Or: What if Percy Jackson was dumped into the First Age of Middle-Earth?
Just bear with me:
According to the Ainulindalë, Eru Ilúvatar sang Middle-Earth into creation with the Ainur, a subset of which went on to become the Valar and Maiar who are the gods of that world.
But who is to say Middle-Earth is the only world Eru created? Maybe it was his masterpiece and he created a bunch of smaller, less well-planned and well-loved worlds for practice. Maybe some of the Ainur decided they wanted to get in on the world-building action after Middle-Earth was shut off from the rest and created our world as a playground of their own. Who knows? Regardless of details, because of this the Riordanverse exists in the same multiverse as Middle-Earth, with the protogenoi (Gaea, Chaos, Tartarus, &c) being some flavor of Ainur.

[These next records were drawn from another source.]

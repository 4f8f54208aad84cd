//! Weighted item model
//!
//! Defines [`Item`], its stable [`ItemId`], and the aggregate helpers the
//! engine uses to reason about locked and unlocked weight.

use serde::{Deserialize, Serialize};
use uuid::Uuid;

/// Total every item list is normalized towards
pub const WEIGHT_TOTAL: u32 = 100;

/// Upper bound of a single item weight
pub const MAX_WEIGHT: u32 = WEIGHT_TOTAL;

/// Stable item identifier
///
/// Identity never depends on position, so locks and renames survive reorders.
#[derive(Debug, Clone, Copy, PartialEq, Eq, PartialOrd, Ord, Hash, Serialize, Deserialize)]
#[serde(transparent)]
pub struct ItemId(pub Uuid);

impl ItemId {
    /// Generate new item ID
    #[inline]
    #[must_use]
    pub fn new() -> Self {
        Self(Uuid::new_v4())
    }
}

impl Default for ItemId {
    fn default() -> Self {
        Self::new()
    }
}

impl std::fmt::Display for ItemId {
    fn fmt(&self, f: &mut std::fmt::Formatter<'_>) -> std::fmt::Result {
        write!(f, "{}", self.0)
    }
}

impl std::str::FromStr for ItemId {
    type Err = uuid::Error;

    fn from_str(s: &str) -> Result<Self, Self::Err> {
        Uuid::parse_str(s).map(Self)
    }
}

/// A named item carrying an integer percentage weight
#[derive(Debug, Clone, PartialEq, Eq, Serialize, Deserialize)]
pub struct Item {
    /// Stable identity, generated when absent from the input
    #[serde(default)]
    pub id: ItemId,
    /// Display name
    pub name: String,
    /// Percentage weight in `0..=100`, clamped on input
    #[serde(deserialize_with = "deserialize_weight")]
    pub weight: u32,
    /// Locked items are never touched by redistribution
    #[serde(default)]
    pub locked: bool,
}

impl Item {
    /// Create an unlocked item with a fresh id
    #[must_use]
    pub fn new(name: impl Into<String>, weight: u32) -> Self {
        Self {
            id: ItemId::new(),
            name: name.into(),
            weight: clamp_weight(i64::from(weight)),
            locked: false,
        }
    }

    /// Set locked flag
    #[inline]
    #[must_use]
    pub fn with_locked(mut self, locked: bool) -> Self {
        self.locked = locked;
        self
    }

    /// Copy with the weight clamped into `0..=100`
    #[inline]
    #[must_use]
    pub fn clamped(mut self) -> Self {
        self.weight = clamp_weight(i64::from(self.weight));
        self
    }

    /// Set explicit id
    #[inline]
    #[must_use]
    pub fn with_id(mut self, id: ItemId) -> Self {
        self.id = id;
        self
    }
}

/// Clamp any integer into the valid weight range
#[inline]
#[must_use]
pub fn clamp_weight(value: i64) -> u32 {
    // Clamped into 0..=100, the cast cannot truncate.
    #[allow(clippy::cast_possible_truncation, clippy::cast_sign_loss)]
    let weight = value.clamp(0, i64::from(MAX_WEIGHT)) as u32;
    weight
}

fn deserialize_weight<'de, D>(deserializer: D) -> Result<u32, D::Error>
where
    D: serde::Deserializer<'de>,
{
    i64::deserialize(deserializer).map(clamp_weight)
}

fn sum_weights<'a>(items: impl Iterator<Item = &'a Item>) -> u32 {
    items.fold(0, |sum, item| sum.saturating_add(item.weight))
}

/// Sum of all weights
#[must_use]
pub fn total_weight(items: &[Item]) -> u32 {
    sum_weights(items.iter())
}

/// Sum of locked weights
#[must_use]
pub fn locked_weight(items: &[Item]) -> u32 {
    sum_weights(items.iter().filter(|item| item.locked))
}

/// Sum of unlocked weights
#[must_use]
pub fn unlocked_weight(items: &[Item]) -> u32 {
    sum_weights(items.iter().filter(|item| !item.locked))
}

/// Number of unlocked items
#[must_use]
pub fn unlocked_count(items: &[Item]) -> usize {
    items.iter().filter(|item| !item.locked).count()
}

/// Whether any item is locked
#[must_use]
pub fn has_locked(items: &[Item]) -> bool {
    items.iter().any(|item| item.locked)
}

/// Weight left for unlocked items, saturating at zero
#[must_use]
pub fn available_weight(items: &[Item]) -> u32 {
    WEIGHT_TOTAL.saturating_sub(locked_weight(items))
}

/// Write `weights` into the unlocked items, in sequence order
///
/// Locked items are copied as-is. `weights` must hold one value per
/// unlocked item.
#[must_use]
pub(crate) fn assign_unlocked(items: &[Item], weights: &[u32]) -> Vec<Item> {
    debug_assert_eq!(weights.len(), unlocked_count(items));

    let mut next = weights.iter().copied();
    items
        .iter()
        .map(|item| {
            if item.locked {
                item.clone()
            } else {
                Item {
                    weight: next.next().unwrap_or(item.weight),
                    ..item.clone()
                }
            }
        })
        .collect()
}

#[cfg(test)]
mod tests {
    use super::*;

    fn sample() -> Vec<Item> {
        vec![
            Item::new("a", 40),
            Item::new("b", 30).with_locked(true),
            Item::new("c", 20),
            Item::new("d", 10).with_locked(true),
        ]
    }

    #[test]
    fn aggregates() {
        let items = sample();
        assert_eq!(total_weight(&items), 100);
        assert_eq!(locked_weight(&items), 40);
        assert_eq!(unlocked_weight(&items), 60);
        assert_eq!(unlocked_count(&items), 2);
        assert_eq!(available_weight(&items), 60);
        assert!(has_locked(&items));
    }

    #[test]
    fn available_saturates() {
        let items = vec![
            Item::new("a", 80).with_locked(true),
            Item::new("b", 70).with_locked(true),
        ];
        assert_eq!(available_weight(&items), 0);
    }

    #[test]
    fn new_clamps_weight() {
        assert_eq!(Item::new("x", 250).weight, 100);
    }

    #[test]
    fn deserialize_clamps_out_of_range_weights() {
        let items: Vec<Item> = serde_json::from_str(
            r#"[{"name":"a","weight":250,"locked":true},{"name":"b","weight":-7}]"#,
        )
        .unwrap();
        assert_eq!(items[0].weight, 100);
        assert_eq!(items[1].weight, 0);
    }

    #[test]
    fn huge_weights_do_not_overflow_sums() {
        let items: Vec<Item> = serde_json::from_str(
            r#"[{"name":"a","weight":4000000000},{"name":"b","weight":4000000000}]"#,
        )
        .unwrap();
        assert_eq!(total_weight(&items), 200);

        let mut raw = vec![Item::new("a", 1), Item::new("b", 1)];
        raw[0].weight = u32::MAX;
        raw[1].weight = u32::MAX;
        assert_eq!(total_weight(&raw), u32::MAX);
        assert_eq!(raw[0].clone().clamped().weight, 100);
    }

    #[test]
    fn clamp_weight_bounds() {
        assert_eq!(clamp_weight(-5), 0);
        assert_eq!(clamp_weight(42), 42);
        assert_eq!(clamp_weight(101), 100);
    }

    #[test]
    fn assign_unlocked_skips_locked() {
        let items = sample();
        let out = assign_unlocked(&items, &[1, 2]);
        let weights: Vec<u32> = out.iter().map(|i| i.weight).collect();
        assert_eq!(weights, vec![1, 30, 2, 10]);
        assert_eq!(out[0].id, items[0].id);
    }

    #[test]
    fn item_id_roundtrips_through_string() {
        let id = ItemId::new();
        let parsed: ItemId = id.to_string().parse().unwrap();
        assert_eq!(parsed, id);
    }

    #[test]
    fn item_deserializes_without_id() {
        let item: Item = serde_json::from_str(r#"{"name":"x","weight":5,"locked":true}"#).unwrap();
        assert!(item.locked);
        assert_ne!(item.id, ItemId::new());
    }

    #[test]
    fn item_deserializes_without_locked_field() {
        let id = ItemId::new();
        let json = format!(r#"{{"id":"{id}","name":"x","weight":5}}"#);
        let item: Item = serde_json::from_str(&json).unwrap();
        assert!(!item.locked);
        assert_eq!(item.weight, 5);
    }
}
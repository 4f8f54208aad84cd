//! Bell-curve distribution strategy
//!
//! Shapes weights as a Gaussian centred on the middle of the list. Needs
//! every item unlocked.

use crate::repair::scale_to_available;
use crate::strategy::{DistributionStrategy, StrategyKind};
use rand::Rng;

/// Divisor applied to the item count to get the curve's standard deviation
pub const STD_DEV_DIVISOR: f64 = 2.5;

/// Bell-curve strategy
#[derive(Debug, Clone, Copy, Default)]
pub struct BellCurveStrategy;

impl BellCurveStrategy {
    /// Create new bell-curve strategy
    #[inline]
    #[must_use]
    pub fn new() -> Self {
        Self
    }

    /// Unscaled curve values for `count` positions
    ///
    /// `exp(-0.5 * ((i - center) / std_dev)^2)` with `center = (n - 1) / 2`
    /// and `std_dev = n / 2.5`.
    #[must_use]
    pub fn curve(count: usize) -> Vec<f64> {
        #[allow(clippy::cast_precision_loss)]
        let n = count as f64;
        let center = (n - 1.0) / 2.0;
        let std_dev = n / STD_DEV_DIVISOR;

        (0..count)
            .map(|i| {
                #[allow(clippy::cast_precision_loss)]
                let z = (i as f64 - center) / std_dev;
                (-0.5 * z * z).exp()
            })
            .collect()
    }
}

impl DistributionStrategy for BellCurveStrategy {
    fn kind(&self) -> StrategyKind {
        StrategyKind::BellCurve
    }

    fn weights<R: Rng + ?Sized>(&self, count: usize, available: u32, _rng: &mut R) -> Vec<u32> {
        scale_to_available(&Self::curve(count), available)
    }
}
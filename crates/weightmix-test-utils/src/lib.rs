//! Testing utilities for weightmix workspace
//!
//! Shared test helpers, fixtures, and assertions.

#![allow(missing_docs)]

use rand::rngs::StdRng;
use rand::SeedableRng;
use weightmix_editor::{EditorConfig, WeightEditor};
use weightmix_engine::{Item, ItemId};

/// Build items from `(weight, locked)` pairs, named `A`, `B`, ...
pub fn items_from(layout: &[(u32, bool)]) -> Vec<Item> {
    layout
        .iter()
        .enumerate()
        .map(|(i, (weight, locked))| Item::new(item_name(i), *weight).with_locked(*locked))
        .collect()
}

/// Build unlocked items from weights
pub fn unlocked_items(weights: &[u32]) -> Vec<Item> {
    weights
        .iter()
        .enumerate()
        .map(|(i, w)| Item::new(item_name(i), *w))
        .collect()
}

pub fn weights_of(items: &[Item]) -> Vec<u32> {
    items.iter().map(|item| item.weight).collect()
}

pub fn names_of(items: &[Item]) -> Vec<String> {
    items.iter().map(|item| item.name.clone()).collect()
}

pub fn ids_of(items: &[Item]) -> Vec<ItemId> {
    items.iter().map(|item| item.id).collect()
}

/// Editor over `items` with a seeded random source
pub fn seeded_editor(items: Vec<Item>, seed: u64) -> WeightEditor {
    WeightEditor::from_items(
        items,
        EditorConfig::new().with_seed(seed),
        StdRng::seed_from_u64(seed),
    )
    .expect("fixture items must not be empty")
}

/// Editor with named items split evenly
pub fn named_editor(names: &[&str], seed: u64) -> WeightEditor {
    WeightEditor::new(
        EditorConfig::new()
            .with_initial_items(names.iter().copied())
            .with_seed(seed),
    )
}

/// Assert every locked item in `before` kept its weight in `after`
pub fn assert_locked_preserved(before: &[Item], after: &[Item]) {
    for old in before.iter().filter(|item| item.locked) {
        if let Some(new) = after.iter().find(|item| item.id == old.id) {
            assert_eq!(
                old.weight, new.weight,
                "locked item {} changed from {} to {}",
                old.name, old.weight, new.weight
            );
        }
    }
}

fn item_name(index: usize) -> String {
    u8::try_from(index)
        .ok()
        .filter(|i| *i < 26)
        .map_or_else(|| format!("item {index}"), |i| char::from(b'A' + i).to_string())
}
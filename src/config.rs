//! Runtime configuration for kv-chunk-store.
//!
//! Configuration can be loaded from a JSON file or constructed programmatically.
//! Tier locations, eviction bounds, warm-up concurrency and codec selection live here.

use std::path::PathBuf;

use clap::{Parser, Subcommand};
use serde::{Deserialize, Serialize};

/// Command-line arguments.
#[derive(Parser, Debug, Clone)]
#[command(name = "kv-chunk-store", about = "Two-tier KV-cache chunk store")]
pub struct Cli {
    /// Path to configuration file (JSON).
    #[arg(short, long, default_value = "config.json")]
    pub config: PathBuf,

    /// Enable verbose logging.
    #[arg(short, long)]
    pub verbose: bool,

    /// Emit logs as JSON lines.
    #[arg(long)]
    pub log_json: bool,

    #[command(subcommand)]
    pub command: Command,
}

#[derive(Subcommand, Debug, Clone)]
pub enum Command {
    /// Mirror the remote tier into the local tier and report what was found.
    Warm,

    /// Store a raw chunk file under a key (write-through to both tiers).
    Put {
        #[arg(long)]
        prefix: String,
        #[arg(long)]
        format: String,
        /// File holding the raw element bytes of the chunk.
        #[arg(long)]
        file: PathBuf,
        /// Element type of the chunk (e.g. f16, bf16, f32).
        #[arg(long, default_value = "f16")]
        dtype: String,
    },

    /// Fetch a chunk and write its raw element bytes to a file.
    Get {
        #[arg(long)]
        prefix: String,
        #[arg(long)]
        format: String,
        #[arg(long)]
        out: PathBuf,
        #[arg(long, default_value = "f16")]
        dtype: String,
    },

    /// Check whether a chunk is cached in either tier.
    Contains {
        #[arg(long)]
        prefix: String,
        #[arg(long)]
        format: String,
    },

    /// Warm up, then print hybrid counters in Prometheus text format.
    Stats,
}

/// Top-level configuration.
#[derive(Debug, Clone, Default, Serialize, Deserialize)]
#[serde(default)]
pub struct Config {
    /// Local (node-scoped) tier.
    pub local: LocalConfig,

    /// Shared remote tier.
    pub remote: RemoteConfig,

    /// Warm-up settings.
    pub prefetch: PrefetchConfig,

    /// Codec used for stored chunks.
    pub codec: CodecConfig,
}

/// Which store backs the local tier.
#[derive(Debug, Clone, Copy, PartialEq, Eq, Serialize, Deserialize)]
#[serde(rename_all = "lowercase")]
pub enum LocalKind {
    /// In-process map.
    Memory,
    /// Directory on local SSD.
    Disk,
}

/// Local tier settings.
#[derive(Debug, Clone, Serialize, Deserialize)]
#[serde(default)]
pub struct LocalConfig {
    pub kind: LocalKind,

    /// Directory for the disk store (ignored for `memory`).
    pub path: PathBuf,

    /// Eviction policy for the in-memory store.
    pub eviction: EvictionConfig,
}

impl Default for LocalConfig {
    fn default() -> Self {
        Self {
            kind: LocalKind::Memory,
            path: PathBuf::from("/tmp/kv-chunk-store/local"),
            eviction: EvictionConfig::default(),
        }
    }
}

/// Remote tier settings.
#[derive(Debug, Clone, Serialize, Deserialize)]
#[serde(default)]
pub struct RemoteConfig {
    /// Shared directory (NFS mount or similar) holding the remote store.
    pub path: PathBuf,
}

impl Default for RemoteConfig {
    fn default() -> Self {
        Self {
            path: PathBuf::from("/mnt/kv-chunk-store"),
        }
    }
}

#[derive(Debug, Clone, Copy, PartialEq, Eq, Serialize, Deserialize)]
#[serde(rename_all = "lowercase")]
pub enum EvictionPolicyKind {
    /// Never evict.
    Unbounded,
    /// Least-recently-used under `capacity_bytes`.
    Lru,
}

/// Eviction policy settings.
#[derive(Debug, Clone, Serialize, Deserialize)]
#[serde(default)]
pub struct EvictionConfig {
    pub policy: EvictionPolicyKind,

    /// Byte budget for bounded policies.
    pub capacity_bytes: usize,
}

impl Default for EvictionConfig {
    fn default() -> Self {
        Self {
            policy: EvictionPolicyKind::Unbounded,
            capacity_bytes: 8 * 1024 * 1024 * 1024, // 8 GB
        }
    }
}

/// Warm-up settings.
#[derive(Debug, Clone, Serialize, Deserialize)]
#[serde(default)]
pub struct PrefetchConfig {
    /// Maximum number of remote fetches in flight during warm-up.
    pub concurrency: usize,
}

impl Default for PrefetchConfig {
    fn default() -> Self {
        Self { concurrency: 8 }
    }
}

#[derive(Debug, Clone, Copy, PartialEq, Eq, Serialize, Deserialize)]
#[serde(rename_all = "lowercase")]
pub enum Compression {
    None,
    Zstd,
}

/// Codec settings.
#[derive(Debug, Clone, Serialize, Deserialize)]
#[serde(default)]
pub struct CodecConfig {
    pub compression: Compression,

    /// zstd compression level (1-22).
    pub zstd_level: i32,
}

impl Default for CodecConfig {
    fn default() -> Self {
        Self {
            compression: Compression::None,
            zstd_level: 3,
        }
    }
}

impl Config {
    /// Load configuration from a JSON file, falling back to defaults for missing fields.
    pub fn load(path: &std::path::Path) -> anyhow::Result<Self> {
        if path.exists() {
            let data = std::fs::read_to_string(path)?;
            let config: Config = serde_json::from_str(&data)?;
            Ok(config)
        } else {
            tracing::warn!("Config file not found at {:?}, using defaults", path);
            Ok(Config::default())
        }
    }
}
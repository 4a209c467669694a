//! Cache keys.
//!
//! A chunk is addressed by the hash of the token prefix it was computed for
//! plus a format tag describing its layout (dtype, partitioning, ...).

use std::fmt;

use serde::{Deserialize, Serialize};

/// Identifies one immutable KV-cache chunk.
#[derive(Debug, Clone, PartialEq, Eq, Hash, PartialOrd, Ord, Serialize, Deserialize)]
pub struct CacheKey {
    /// Hash of the token prefix this chunk covers.
    pub prefix_hash: String,

    /// Layout / element type / partitioning tag.
    pub format: String,
}

impl CacheKey {
    pub fn new(prefix_hash: impl Into<String>, format: impl Into<String>) -> Self {
        Self {
            prefix_hash: prefix_hash.into(),
            format: format.into(),
        }
    }
}

impl fmt::Display for CacheKey {
    fn fmt(&self, f: &mut fmt::Formatter<'_>) -> fmt::Result {
        write!(f, "{}@{}", self.prefix_hash, self.format)
    }
}

impl<P: Into<String>, F: Into<String>> From<(P, F)> for CacheKey {
    fn from((prefix_hash, format): (P, F)) -> Self {
        Self::new(prefix_hash, format)
    }
}

#[cfg(test)]
mod tests {
    use super::*;
    use std::collections::HashSet;

    #[test]
    fn test_structural_equality() {
        let a = CacheKey::new("abc123", "half");
        let b: CacheKey = ("abc123", "half").into();
        assert_eq!(a, b);

        let mut set = HashSet::new();
        set.insert(a);
        assert!(set.contains(&b));
        assert!(!set.contains(&CacheKey::new("abc123", "float")));
    }

    #[test]
    fn test_display() {
        assert_eq!(CacheKey::new("abc123", "half").to_string(), "abc123@half");
    }
}
//! Storage backends.
//!
//! Every cache tier implements [`StorageBackend`]. Tiers that can be shared
//! between nodes additionally implement [`RemoteBackend`], whose `list()` is
//! used to warm a fresh node's local tier.
//!
//! - [`memory`]: in-process map with a pluggable eviction policy
//! - [`disk`]: directory store for a local SSD or a shared mount

pub mod disk;
pub mod memory;

use std::sync::Arc;

use async_trait::async_trait;
use bytes::Bytes;
use thiserror::Error;

use crate::cache::codec::CodecError;
use crate::cache::key::CacheKey;

pub use disk::DiskBackend;
pub use memory::MemoryBackend;

#[derive(Error, Debug)]
pub enum BackendError {
    #[error("{backend} backend unavailable: {source}")]
    Unavailable {
        backend: String,
        #[source]
        source: Box<dyn std::error::Error + Send + Sync>,
    },

    #[error("partial write for {key}: stored locally but remote write failed: {source}")]
    PartialWrite {
        key: CacheKey,
        #[source]
        source: Box<BackendError>,
    },

    #[error("codec error: {0}")]
    Codec(#[from] CodecError),
}

impl BackendError {
    pub fn unavailable(
        backend: impl Into<String>,
        source: impl Into<Box<dyn std::error::Error + Send + Sync>>,
    ) -> Self {
        BackendError::Unavailable {
            backend: backend.into(),
            source: source.into(),
        }
    }

    /// Whether the tiers were left diverged by this failure.
    pub fn is_partial_write(&self) -> bool {
        matches!(self, BackendError::PartialWrite { .. })
    }
}

/// The capability set every cache tier provides.
///
/// Values are the opaque bytes produced by a [`Serializer`](crate::cache::codec::Serializer).
/// A missing key is `Ok(None)` / `Ok(false)`, never an error.
#[async_trait]
pub trait StorageBackend: Send + Sync {
    /// Store `value` under `key`, replacing any previous value.
    async fn put(&self, key: &CacheKey, value: Bytes) -> Result<(), BackendError>;

    /// Whether `key` is present. Has no side effects.
    async fn contains(&self, key: &CacheKey) -> Result<bool, BackendError>;

    /// Fetch the value stored under `key`.
    async fn get(&self, key: &CacheKey) -> Result<Option<Bytes>, BackendError>;
}

/// A shared tier whose contents can be enumerated.
#[async_trait]
pub trait RemoteBackend: StorageBackend {
    /// All keys currently stored, in no particular order.
    async fn list(&self) -> Result<Vec<CacheKey>, BackendError>;
}

#[async_trait]
impl<T: StorageBackend + ?Sized> StorageBackend for Arc<T> {
    async fn put(&self, key: &CacheKey, value: Bytes) -> Result<(), BackendError> {
        (**self).put(key, value).await
    }

    async fn contains(&self, key: &CacheKey) -> Result<bool, BackendError> {
        (**self).contains(key).await
    }

    async fn get(&self, key: &CacheKey) -> Result<Option<Bytes>, BackendError> {
        (**self).get(key).await
    }
}

#[async_trait]
impl<T: RemoteBackend + ?Sized> RemoteBackend for Arc<T> {
    async fn list(&self) -> Result<Vec<CacheKey>, BackendError> {
        (**self).list().await
    }
}

#[async_trait]
impl<T: StorageBackend + ?Sized> StorageBackend for Box<T> {
    async fn put(&self, key: &CacheKey, value: Bytes) -> Result<(), BackendError> {
        (**self).put(key, value).await
    }

    async fn contains(&self, key: &CacheKey) -> Result<bool, BackendError> {
        (**self).contains(key).await
    }

    async fn get(&self, key: &CacheKey) -> Result<Option<Bytes>, BackendError> {
        (**self).get(key).await
    }
}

Because of this connection, it is possible to travel between one world created by Eru and another - if you have enough Ainur blood and no pressing desire to ensure you survive the journey or will be able to find your way back to your original world.
Just imagine it:
Echoing Son of Neptune, Percy Jackson washes ashore on the coast of Nevrast in Beleriand near Vinyamar in the year 495 of the First Age. He has no memories and carries nothing but the clothes on his back and a grief so heavy it would take the life of an elf.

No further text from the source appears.